For instance, I can access a playlist by id via state.playlists.allById[id].

Many-to-one relationships are easy to handle as well: albums = playlist.albums.map(id => state.albums.allById[id]).

More complex selectors for top-level React components are wrapped in a proper reselect selector of course.

# Session persistence

This was a straightforward task - a JSON file suffices:

{
  "lastOpenedPlaylistId": "2020-02-03T12:56:50.342Z",
  "lastWindowSize": [1680, 1027],
  "lastWindowPosition": [0, 23],
  "queue": ["9946", "9947", "9948"],
  "volume": 1
}

I load it when the app starts and I use the values accordingly. Some are needed by Electron (window size and position), others by the React app - I inject the latter as props of the root component.

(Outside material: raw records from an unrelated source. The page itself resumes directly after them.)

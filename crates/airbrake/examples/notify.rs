// Copyright (c) 2025 Geoffrey Huntley <ghuntley@ghuntley.com>. All rights reserved.
// SPDX-License-Identifier: Proprietary

//! Example: Report errors using the airbrake notifier.
//!
//! Run with:
//!   AIRBRAKE_API_KEY=xxx cargo run --example notify -p airbrake
//!
//! Without `AIRBRAKE_API_KEY` the notices are printed by a local handler
//! instead of being sent.

use airbrake::{Client, Configuration, Exception, Notice};
use tracing_subscriber::EnvFilter;

fn main() -> Result<(), Box<dyn std::error::Error>> {
	tracing_subscriber::fmt()
		.with_env_filter(
			EnvFilter::try_from_default_env().unwrap_or_else(|_| EnvFilter::new("airbrake=debug")),
		)
		.init();

	let api_key = std::env::var("AIRBRAKE_API_KEY").ok();
	let endpoint = std::env::var("AIRBRAKE_ENDPOINT")
		.unwrap_or_else(|_| airbrake::DEFAULT_API_ENDPOINT.to_string());

	let mut config = Configuration::new(api_key.clone().unwrap_or_else(|| "local".to_string()))
		.with_api_endpoint(&endpoint)
		.with_environment_name("development")
		.with_app_version("0.1.0-example")
		.with_server_name("example-host");

	if api_key.is_none() {
		println!("AIRBRAKE_API_KEY not set, printing notices locally");
		config = config.with_notification_handler(|notice: &Notice| -> airbrake::Result<String> {
			println!("{}", serde_json::to_string_pretty(notice)?);
			Ok("printed".to_string())
		});
	}

	let client = Client::new(config)?;

	println!("\nReporting an error message...");
	let result = client.notify_on_error("Example error from the airbrake notifier", None)?;
	println!("  Result: {}", result);

	println!("\nReporting an exception...");
	let exception = Exception::new("RuntimeError", "boom").with_location(file!(), line!());
	let result = client.notify_on_exception(&exception)?;
	println!("  Result: {}", result);

	println!("\nReporting a std error...");
	if let Err(e) = std::fs::read_to_string("/nonexistent/settings.toml") {
		let result = client.notify_on_std_error(&e)?;
		println!("  Result: {}", result);
	}

	Ok(())
}
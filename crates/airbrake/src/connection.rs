// Copyright (c) 2025 Geoffrey Huntley <ghuntley@ghuntley.com>. All rights reserved.
// SPDX-License-Identifier: Proprietary

//! Delivery of notices to the collector.

use airbrake_core::{Frame, Notice};
use reqwest::blocking::Client;
use reqwest::header::{ACCEPT, CONTENT_TYPE};
use serde::Serialize;
use tracing::{debug, error};

use crate::configuration::Configuration;
use crate::error::{NotifierError, Result};

/// Notifier name reported to the collector.
pub const NOTIFIER_NAME: &str = "airbrake-rust";
/// Notifier version reported to the collector.
pub const NOTIFIER_VERSION: &str = env!("CARGO_PKG_VERSION");
/// Notifier homepage reported to the collector.
pub const NOTIFIER_URL: &str = "https://github.com/airbrake/airbrake-rust";

/// Header carrying the project API key.
pub const API_KEY_HEADER: &str = "X-Airbrake-Token";

/// Sends serialized notices somewhere and reports the outcome.
///
/// Implementations are used from whatever threads call the client; they must
/// be thread-safe for the client to be shared.
pub trait Connection {
	fn send(&self, notice: &Notice) -> Result<String>;
}

/// Blocking HTTP connection to an Airbrake-compatible collector.
pub struct HttpConnection {
	http_client: Client,
	endpoint: String,
	api_key: String,
	context: NoticeContext,
}

impl HttpConnection {
	/// Creates a connection for a verified configuration.
	pub fn new(configuration: &Configuration) -> Result<Self> {
		let http_client = airbrake_common_http::blocking_builder()
			.timeout(configuration.request_timeout())
			.build()
			.map_err(NotifierError::RequestFailed)?;

		Ok(Self {
			http_client,
			endpoint: configuration.api_endpoint().to_string(),
			api_key: configuration.api_key().to_string(),
			context: NoticeContext::from_configuration(configuration),
		})
	}

	pub fn endpoint(&self) -> &str {
		&self.endpoint
	}

	fn payload<'a>(&'a self, notice: &'a Notice) -> NoticePayload<'a> {
		NoticePayload {
			api_key: &self.api_key,
			notifier: NotifierInfo {
				name: NOTIFIER_NAME,
				version: NOTIFIER_VERSION,
				url: NOTIFIER_URL,
			},
			error: ErrorPayload {
				class: notice.error_class(),
				message: notice.error_message(),
				backtrace: notice.backtrace(),
			},
			request: self.context.request.as_ref(),
			server_environment: &self.context.server_environment,
		}
	}
}

impl Connection for HttpConnection {
	fn send(&self, notice: &Notice) -> Result<String> {
		let body = serde_json::to_vec(&self.payload(notice))?;

		debug!(
			endpoint = %self.endpoint,
			error_class = %notice.error_class(),
			"Sending notice"
		);

		let response = self
			.http_client
			.post(&self.endpoint)
			.header(CONTENT_TYPE, "application/json")
			.header(ACCEPT, "application/json")
			.header(API_KEY_HEADER, &self.api_key)
			.body(body)
			.send()?;

		let status = response.status();
		let text = response.text()?;

		if status.is_success() {
			debug!(status = status.as_u16(), "Notice delivered");
			Ok(text)
		} else {
			let status = status.as_u16();
			error!(status, message = %text, "Collector rejected notice");
			Err(NotifierError::ServerError {
				status,
				message: text,
			})
		}
	}
}

/// Per-configuration data attached to every notice.
#[derive(Debug)]
struct NoticeContext {
	request: Option<RequestInfo>,
	server_environment: ServerEnvironment,
}

impl NoticeContext {
	fn from_configuration(configuration: &Configuration) -> Self {
		let request = configuration.url().map(|url| RequestInfo {
			url: url.to_string(),
			component: configuration.component().map(str::to_string),
			action: configuration.action().map(str::to_string),
		});

		Self {
			request,
			server_environment: ServerEnvironment {
				environment_name: configuration.environment_name().to_string(),
				project_root: configuration.project_root().map(str::to_string),
				app_version: configuration.app_version().map(str::to_string),
				hostname: configuration.server_name().map(str::to_string),
			},
		}
	}
}

/// Request payload for the notices endpoint.
#[derive(Debug, Serialize)]
#[serde(rename_all = "camelCase")]
struct NoticePayload<'a> {
	api_key: &'a str,
	notifier: NotifierInfo,
	error: ErrorPayload<'a>,
	#[serde(skip_serializing_if = "Option::is_none")]
	request: Option<&'a RequestInfo>,
	server_environment: &'a ServerEnvironment,
}

#[derive(Debug, Serialize)]
struct NotifierInfo {
	name: &'static str,
	version: &'static str,
	url: &'static str,
}

#[derive(Debug, Serialize)]
struct ErrorPayload<'a> {
	class: &'a str,
	message: &'a str,
	backtrace: &'a [Frame],
}

#[derive(Debug, Serialize)]
struct RequestInfo {
	url: String,
	#[serde(skip_serializing_if = "Option::is_none")]
	component: Option<String>,
	#[serde(skip_serializing_if = "Option::is_none")]
	action: Option<String>,
}

#[derive(Debug, Serialize)]
#[serde(rename_all = "camelCase")]
struct ServerEnvironment {
	environment_name: String,
	#[serde(skip_serializing_if = "Option::is_none")]
	project_root: Option<String>,
	#[serde(skip_serializing_if = "Option::is_none")]
	app_version: Option<String>,
	#[serde(skip_serializing_if = "Option::is_none")]
	hostname: Option<String>,
}
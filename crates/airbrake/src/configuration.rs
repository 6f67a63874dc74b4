// Copyright (c) 2025 Geoffrey Huntley <ghuntley@ghuntley.com>. All rights reserved.
// SPDX-License-Identifier: Proprietary

//! Notifier configuration.

use std::fmt;
use std::sync::Arc;
use std::time::Duration;

use reqwest::Url;

use crate::error::{ConfigurationError, Result};
use crate::handler::{NotificationHandler, SharedNotificationHandler};

/// Collector endpoint used when none is configured.
pub const DEFAULT_API_ENDPOINT: &str = "https://api.airbrake.io/notifier_api/v2/notices";
/// Environment reported when none is configured.
pub const DEFAULT_ENVIRONMENT: &str = "production";
/// Timeout for requests to the collector.
pub const DEFAULT_REQUEST_TIMEOUT: Duration = Duration::from_secs(2);

const REDACTED: &str = "[REDACTED]";

/// Settings for a [`Client`](crate::Client).
///
/// A configuration is checked once, by [`Configuration::verify`], when the
/// client is built. Nothing is validated by the setters.
#[derive(Clone)]
pub struct Configuration {
	api_key: String,
	api_endpoint: String,
	environment_name: String,
	app_version: Option<String>,
	project_root: Option<String>,
	server_name: Option<String>,
	url: Option<String>,
	component: Option<String>,
	action: Option<String>,
	request_timeout: Duration,
	notification_handler: Option<SharedNotificationHandler>,
}

impl Default for Configuration {
	fn default() -> Self {
		Self {
			api_key: String::new(),
			api_endpoint: DEFAULT_API_ENDPOINT.to_string(),
			environment_name: DEFAULT_ENVIRONMENT.to_string(),
			app_version: None,
			project_root: None,
			server_name: None,
			url: None,
			component: None,
			action: None,
			request_timeout: DEFAULT_REQUEST_TIMEOUT,
			notification_handler: None,
		}
	}
}

impl Configuration {
	/// Creates a configuration with the given API key and default settings.
	pub fn new(api_key: impl Into<String>) -> Self {
		Self {
			api_key: api_key.into(),
			..Default::default()
		}
	}

	pub fn with_api_key(mut self, api_key: impl Into<String>) -> Self {
		self.api_key = api_key.into();
		self
	}

	/// Sets the collector URL notices are posted to.
	pub fn with_api_endpoint(mut self, endpoint: impl Into<String>) -> Self {
		self.api_endpoint = endpoint.into();
		self
	}

	/// Sets the environment name.
	///
	/// Example: `production`, `staging`, `development`
	pub fn with_environment_name(mut self, name: impl Into<String>) -> Self {
		self.environment_name = name.into();
		self
	}

	pub fn with_app_version(mut self, version: impl Into<String>) -> Self {
		self.app_version = Some(version.into());
		self
	}

	pub fn with_project_root(mut self, root: impl Into<String>) -> Self {
		self.project_root = Some(root.into());
		self
	}

	pub fn with_server_name(mut self, name: impl Into<String>) -> Self {
		self.server_name = Some(name.into());
		self
	}

	/// Sets the request URL reported with every notice.
	pub fn with_url(mut self, url: impl Into<String>) -> Self {
		self.url = Some(url.into());
		self
	}

	pub fn with_component(mut self, component: impl Into<String>) -> Self {
		self.component = Some(component.into());
		self
	}

	pub fn with_action(mut self, action: impl Into<String>) -> Self {
		self.action = Some(action.into());
		self
	}

	/// Sets the HTTP request timeout.
	pub fn with_request_timeout(mut self, timeout: Duration) -> Self {
		self.request_timeout = timeout;
		self
	}

	/// Routes notices to `handler` instead of the collector.
	pub fn with_notification_handler<H>(mut self, handler: H) -> Self
	where
		H: NotificationHandler + 'static,
	{
		self.notification_handler = Some(Arc::new(handler));
		self
	}

	/// Routes notices to an already shared handler.
	pub fn with_shared_notification_handler(mut self, handler: SharedNotificationHandler) -> Self {
		self.notification_handler = Some(handler);
		self
	}

	/// Checks that the mandatory settings are present and well formed.
	pub fn verify(&self) -> Result<()> {
		let api_key = self.api_key.trim();
		if api_key.is_empty() {
			return Err(ConfigurationError::MissingApiKey.into());
		}
		if api_key.len() != self.api_key.len()
			|| self.api_key.chars().any(|c| c.is_whitespace() || c.is_control())
		{
			return Err(ConfigurationError::InvalidApiKey.into());
		}

		if self.api_endpoint.trim().is_empty() {
			return Err(ConfigurationError::MissingEndpoint.into());
		}
		let endpoint = Url::parse(&self.api_endpoint)
			.map_err(|e| ConfigurationError::InvalidEndpoint(e.to_string()))?;
		if !matches!(endpoint.scheme(), "http" | "https") || endpoint.host_str().is_none() {
			return Err(ConfigurationError::InvalidEndpoint(format!(
				"unsupported URL: {}",
				self.api_endpoint
			))
			.into());
		}

		if self.environment_name.trim().is_empty() {
			return Err(ConfigurationError::MissingEnvironment.into());
		}

		Ok(())
	}

	pub fn api_key(&self) -> &str {
		&self.api_key
	}

	pub fn api_endpoint(&self) -> &str {
		&self.api_endpoint
	}

	pub fn environment_name(&self) -> &str {
		&self.environment_name
	}

	pub fn app_version(&self) -> Option<&str> {
		self.app_version.as_deref()
	}

	pub fn project_root(&self) -> Option<&str> {
		self.project_root.as_deref()
	}

	pub fn server_name(&self) -> Option<&str> {
		self.server_name.as_deref()
	}

	pub fn url(&self) -> Option<&str> {
		self.url.as_deref()
	}

	pub fn component(&self) -> Option<&str> {
		self.component.as_deref()
	}

	pub fn action(&self) -> Option<&str> {
		self.action.as_deref()
	}

	pub fn request_timeout(&self) -> Duration {
		self.request_timeout
	}

	pub fn notification_handler(&self) -> Option<&SharedNotificationHandler> {
		self.notification_handler.as_ref()
	}
}

impl fmt::Debug for Configuration {
	fn fmt(&self, f: &mut fmt::Formatter<'_>) -> fmt::Result {
		f.debug_struct("Configuration")
			.field("api_key", &REDACTED)
			.field("api_endpoint", &self.api_endpoint)
			.field("environment_name", &self.environment_name)
			.field("app_version", &self.app_version)
			.field("project_root", &self.project_root)
			.field("server_name", &self.server_name)
			.field("url", &self.url)
			.field("component", &self.component)
			.field("action", &self.action)
			.field("request_timeout", &self.request_timeout)
			.field("notification_handler", &self.notification_handler.is_some())
			.finish()
	}
}
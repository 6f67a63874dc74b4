// Copyright (c) 2025 Geoffrey Huntley <ghuntley@ghuntley.com>. All rights reserved.
// SPDX-License-Identifier: Proprietary

//! Local notification handlers.
//!
//! A [`NotificationHandler`] set on the [`Configuration`](crate::Configuration)
//! receives every notice instead of the HTTP connection. Use it to route
//! notices into an existing logging pipeline, or to capture them in tests.
//!
//! # Example
//!
//! ```ignore
//! use airbrake::{Client, Configuration, Notice};
//!
//! let config = Configuration::new("api_key")
//!     .with_notification_handler(|notice: &Notice| -> airbrake::Result<String> {
//!         eprintln!("{}: {}", notice.error_class(), notice.error_message());
//!         Ok("logged".to_string())
//!     });
//! let client = Client::new(config)?;
//! ```

use std::sync::Arc;

use airbrake_core::Notice;

use crate::error::Result;

/// Receives notices in place of the network connection.
pub trait NotificationHandler: Send + Sync {
	/// Handles one notice and returns the result reported to the caller.
	fn send_notification(&self, notice: &Notice) -> Result<String>;
}

impl<F> NotificationHandler for F
where
	F: Fn(&Notice) -> Result<String> + Send + Sync,
{
	fn send_notification(&self, notice: &Notice) -> Result<String> {
		self(notice)
	}
}

/// A shared handler reference as stored in the configuration.
pub type SharedNotificationHandler = Arc<dyn NotificationHandler>;
// Copyright (c) 2025 Geoffrey Huntley <ghuntley@ghuntley.com>. All rights
// reserved. SPDX-License-Identifier: Proprietary

//! Shared blocking HTTP client with consistent User-Agent header.

use reqwest::blocking::{Client, ClientBuilder};

/// Creates a new blocking HTTP client builder with the standard User-Agent header.
///
/// # Example
/// ```ignore
/// let client = airbrake_common_http::blocking_builder()
///     .timeout(Duration::from_secs(2))
///     .build()?;
/// ```
pub fn blocking_builder() -> ClientBuilder {
	Client::builder().user_agent(user_agent())
}

/// Returns the standard notifier User-Agent string.
///
/// Format: `airbrake-rust/{version} ({os}-{arch})`
pub fn user_agent() -> String {
	format!(
		"airbrake-rust/{} ({}-{})",
		env!("CARGO_PKG_VERSION"),
		std::env::consts::OS,
		std::env::consts::ARCH
	)
}
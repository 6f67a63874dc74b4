// Copyright (c) 2025 Geoffrey Huntley <ghuntley@ghuntley.com>. All rights reserved.
// SPDX-License-Identifier: Proprietary

//! Core types for the Airbrake notifier.
//!
//! This crate holds the data that flows from the application into the
//! notifier and out to a collector or a local handler. It performs no I/O and
//! is shared by the SDK crate (`airbrake`) and by anything that wants to
//! inspect notices, such as custom notification handlers or test doubles.
//!
//! # Overview
//!
//! - [`Notice`]: a normalized error record, ready for transmission
//! - [`Frame`]: one backtrace entry as it appears in a notice
//! - [`RawFrame`]: a captured or caller-supplied frame that may still carry
//!   argument values; converting it into a [`Frame`] drops them
//! - [`Exception`]: an explicit error value with type name, message, source
//!   location and an optional pre-captured trace

pub mod exception;
pub mod frame;
pub mod notice;

pub use exception::{Exception, SourceLocation};
pub use frame::{strip_args, Frame, RawFrame};
pub use notice::Notice;

/// Error class used for notices built from a bare message.
pub const ERROR_CLASS: &str = "Error";
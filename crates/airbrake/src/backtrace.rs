// Copyright (c) 2025 Geoffrey Huntley <ghuntley@ghuntley.com>. All rights reserved.
// SPDX-License-Identifier: Proprietary

//! Stack capture and backtrace parsing.

use airbrake_core::{Exception, RawFrame};
use rustc_demangle::demangle;

/// Function prefixes belonging to the capture machinery itself.
const CAPTURE_PREFIXES: &[&str] = &[
	"backtrace::",
	"<backtrace::",
	"airbrake::backtrace::",
	"<airbrake::backtrace::",
];

/// Function prefixes of std's own backtrace capture.
const STD_CAPTURE_PREFIXES: &[&str] = &["std::backtrace", "<std::backtrace"];

/// Captures the current call stack.
///
/// Implementations return frames innermost first, starting at the frame that
/// called [`StackCapture::capture`]; frames of the capture machinery are not
/// included. Capture never fails: when the stack cannot be walked or
/// resolved, fewer frames (possibly none) are returned.
pub trait StackCapture: Send + Sync {
	fn capture(&self) -> Vec<RawFrame>;
}

/// Stack capture backed by the `backtrace` crate.
#[derive(Debug, Clone, Copy, Default)]
pub struct BacktraceCapture;

impl StackCapture for BacktraceCapture {
	fn capture(&self) -> Vec<RawFrame> {
		let backtrace = ::backtrace::Backtrace::new();
		backtrace
			.frames()
			.iter()
			.flat_map(|frame| frame.symbols())
			.map(|symbol| RawFrame {
				file: symbol.filename().map(|path| path.display().to_string()),
				line: symbol.lineno(),
				column: symbol.colno(),
				function: symbol.name().map(|name| format!("{name:#}")),
				args: Vec::new(),
			})
			.skip_while(is_capture_frame)
			.collect()
	}
}

fn is_capture_frame(frame: &RawFrame) -> bool {
	frame
		.function
		.as_deref()
		.is_some_and(|function| CAPTURE_PREFIXES.iter().any(|p| function.starts_with(p)))
}

/// Parse a std backtrace into frames, innermost first.
///
/// Frames of std's capture machinery are skipped, so the first frame is the
/// function that captured the backtrace. A disabled or unsupported backtrace
/// yields no frames.
pub fn parse_backtrace(backtrace: &std::backtrace::Backtrace) -> Vec<RawFrame> {
	parse_backtrace_string(&format!("{backtrace:#}"))
		.into_iter()
		.skip_while(|frame| {
			frame.function.as_deref().is_some_and(|function| {
				STD_CAPTURE_PREFIXES.iter().any(|p| function.starts_with(p))
			})
		})
		.collect()
}

/// Attaching a std backtrace to an [`Exception`].
pub trait ExceptionBacktraceExt {
	/// Uses the frames of `backtrace` as the exception's own trace.
	fn with_std_backtrace(self, backtrace: &std::backtrace::Backtrace) -> Self;
}

impl ExceptionBacktraceExt for Exception {
	fn with_std_backtrace(self, backtrace: &std::backtrace::Backtrace) -> Self {
		self.with_trace(parse_backtrace(backtrace))
	}
}

/// Parse the full rendering of a std backtrace:
///
/// ```text
///    0: 0x55d0c3a1b2c4 - my_app[3f9c1e2d4b5a6978]::handlers::process::h0123456789abcdef
///              at ./src/handlers.rs:12:5
///    1: my_app::main
/// ```
fn parse_backtrace_string(bt_string: &str) -> Vec<RawFrame> {
	let mut frames: Vec<RawFrame> = Vec::new();

	for line in bt_string.lines() {
		let line = line.trim();
		if line.is_empty() {
			continue;
		}

		if let Some(location) = line.strip_prefix("at ") {
			if let Some(frame) = frames.last_mut() {
				apply_location(frame, location);
			}
			continue;
		}

		if let Some(function) = parse_function_line(line) {
			frames.push(RawFrame {
				function: Some(function),
				..Default::default()
			});
		}
	}

	frames
}

/// Parse a `N: function` line, returning the demangled function name.
fn parse_function_line(line: &str) -> Option<String> {
	let (index, function) = line.split_once(':')?;
	index.trim().parse::<u32>().ok()?;

	let function = function.trim();
	let function = match function.split_once(" - ") {
		Some((address, rest)) if address.starts_with("0x") => rest.trim(),
		_ => function,
	};
	if function.is_empty() {
		return None;
	}

	let demangled = format!("{:#}", demangle(function));
	Some(strip_disambiguators(strip_hash(&demangled)))
}

/// Remove `[0123abcd...]` crate disambiguators from a demangled path.
fn strip_disambiguators(function: &str) -> String {
	let mut cleaned = String::with_capacity(function.len());
	let mut rest = function;

	while let Some(start) = rest.find('[') {
		let after = &rest[start + 1..];
		match after.find(']') {
			Some(end)
				if end >= 8 && after[..end].chars().all(|c| c.is_ascii_hexdigit()) =>
			{
				cleaned.push_str(&rest[..start]);
				rest = &after[end + 1..];
			}
			_ => {
				cleaned.push_str(&rest[..=start]);
				rest = after;
			}
		}
	}

	cleaned.push_str(rest);
	cleaned
}

/// Fill in `file:line:col` from an `at` line.
fn apply_location(frame: &mut RawFrame, location: &str) {
	let mut parts = location.rsplitn(3, ':');
	let last = parts.next();
	let middle = parts.next();
	let rest = parts.next();

	match (rest, middle, last) {
		(Some(file), Some(line), Some(col)) if line.parse::<u32>().is_ok() => {
			frame.file = Some(file.to_string());
			frame.line = line.parse().ok();
			frame.column = col.parse().ok();
		}
		(_, Some(file), Some(line)) if line.parse::<u32>().is_ok() => {
			let file = match rest {
				Some(rest) => format!("{rest}:{file}"),
				None => file.to_string(),
			};
			frame.file = Some(file);
			frame.line = line.parse().ok();
		}
		_ => frame.file = Some(location.to_string()),
	}
}

/// Remove a trailing `::h<16 hex digits>` symbol hash.
fn strip_hash(function: &str) -> &str {
	match function.rsplit_once("::") {
		Some((path, hash))
			if hash.len() == 17
				&& hash.starts_with('h')
				&& hash[1..].chars().all(|c| c.is_ascii_hexdigit()) =>
		{
			path
		}
		_ => function,
	}
}
// Copyright (c) 2025 Geoffrey Huntley <ghuntley@ghuntley.com>. All rights reserved.
// SPDX-License-Identifier: Proprietary

//! Explicit exception values.

use std::fmt;
use std::panic::Location;

use crate::frame::RawFrame;

/// Where an exception was raised.
#[derive(Debug, Clone, PartialEq, Eq)]
pub struct SourceLocation {
	pub file: String,
	pub line: u32,
}

impl SourceLocation {
	pub fn new(file: impl Into<String>, line: u32) -> Self {
		Self {
			file: file.into(),
			line,
		}
	}
}

impl From<&Location<'_>> for SourceLocation {
	fn from(location: &Location<'_>) -> Self {
		Self::new(location.file(), location.line())
	}
}

impl fmt::Display for SourceLocation {
	fn fmt(&self, f: &mut fmt::Formatter<'_>) -> fmt::Result {
		write!(f, "{} on line {}", self.file, self.line)
	}
}

/// An error to report, described explicitly by the caller.
///
/// # Example
///
/// ```
/// use airbrake_core::Exception;
///
/// let exception = Exception::new("RuntimeError", "boom").with_location("a.txt", 10);
/// assert_eq!(exception.error_message(), "boom in a.txt on line 10");
/// ```
#[derive(Debug, Clone, PartialEq, Eq)]
pub struct Exception {
	type_name: String,
	message: String,
	location: Option<SourceLocation>,
	trace: Option<Vec<RawFrame>>,
}

impl Exception {
	pub fn new(type_name: impl Into<String>, message: impl Into<String>) -> Self {
		Self {
			type_name: type_name.into(),
			message: message.into(),
			location: None,
			trace: None,
		}
	}

	/// Describes a Rust error value.
	///
	/// The type name is the error's concrete type and the location is the
	/// call site of this function.
	#[track_caller]
	pub fn from_error<E>(error: &E) -> Self
	where
		E: std::error::Error + ?Sized,
	{
		Self {
			type_name: std::any::type_name_of_val(error).to_string(),
			message: error.to_string(),
			location: Some(Location::caller().into()),
			trace: None,
		}
	}

	pub fn with_location(mut self, file: impl Into<String>, line: u32) -> Self {
		self.location = Some(SourceLocation::new(file, line));
		self
	}

	/// Attaches a trace captured when the exception was raised.
	pub fn with_trace(mut self, frames: Vec<RawFrame>) -> Self {
		self.trace = Some(frames);
		self
	}

	pub fn type_name(&self) -> &str {
		&self.type_name
	}

	pub fn message(&self) -> &str {
		&self.message
	}

	pub fn location(&self) -> Option<&SourceLocation> {
		self.location.as_ref()
	}

	pub fn trace(&self) -> Option<&[RawFrame]> {
		self.trace.as_deref()
	}

	/// Message as reported in a notice: `"{message} in {file} on line {line}"`.
	pub fn error_message(&self) -> String {
		match &self.location {
			Some(location) => format!("{} in {}", self.message, location),
			None => self.message.clone(),
		}
	}
}
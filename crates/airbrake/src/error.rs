// Copyright (c) 2025 Geoffrey Huntley <ghuntley@ghuntley.com>. All rights reserved.
// SPDX-License-Identifier: Proprietary

//! Error types for the notifier.

use thiserror::Error;

/// Result type alias for notifier operations.
pub type Result<T> = std::result::Result<T, NotifierError>;

/// Reasons a [`Configuration`](crate::Configuration) fails verification.
#[derive(Debug, Clone, PartialEq, Eq, Error)]
pub enum ConfigurationError {
	#[error("API key is required")]
	MissingApiKey,

	#[error("invalid API key format")]
	InvalidApiKey,

	#[error("API endpoint is required")]
	MissingEndpoint,

	#[error("invalid API endpoint: {0}")]
	InvalidEndpoint(String),

	#[error("environment name is required")]
	MissingEnvironment,
}

/// Errors that can occur while building a client or delivering a notice.
#[derive(Debug, Error)]
pub enum NotifierError {
	/// Configuration failed verification.
	#[error("configuration error: {0}")]
	Configuration(#[from] ConfigurationError),

	/// HTTP request failed.
	#[error("HTTP request failed: {0}")]
	RequestFailed(#[from] reqwest::Error),

	/// Collector returned a non-success status.
	#[error("server error (status {status}): {message}")]
	ServerError {
		/// HTTP status code.
		status: u16,
		/// Response body from the collector.
		message: String,
	},

	/// Failed to serialize the notice.
	#[error("serialization error: {0}")]
	Serialization(#[from] serde_json::Error),

	/// A notification handler reported a failure.
	#[error("notification handler failed: {0}")]
	Handler(#[source] Box<dyn std::error::Error + Send + Sync>),
}

impl NotifierError {
	/// Wraps an error raised by a notification handler.
	pub fn handler<E>(error: E) -> Self
	where
		E: Into<Box<dyn std::error::Error + Send + Sync>>,
	{
		Self::Handler(error.into())
	}
}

What about persistence timing? Window values are set and saved on app quit:

app.on('will-quit', () => {
  appState.setState({
    lastWindowSize: mainWindow.getSize(),
    lastWindowPosition: mainWindow.getPosition()
  });
  appState.save();
});

The values determined by user interaction, like the last opened playlist, the playback queue or the volume level are updated via ipc:

// renderer
ipc.send(IPC_UI_STATE_UPDATE, params);

// main
ipc.on(IPC_UI_STATE_UPDATE, (_event, params: object) => appState.setState(params));

While the Electron persistence strategies have still room for improvement in my opinion, I consider myself more than satisfied for the moment.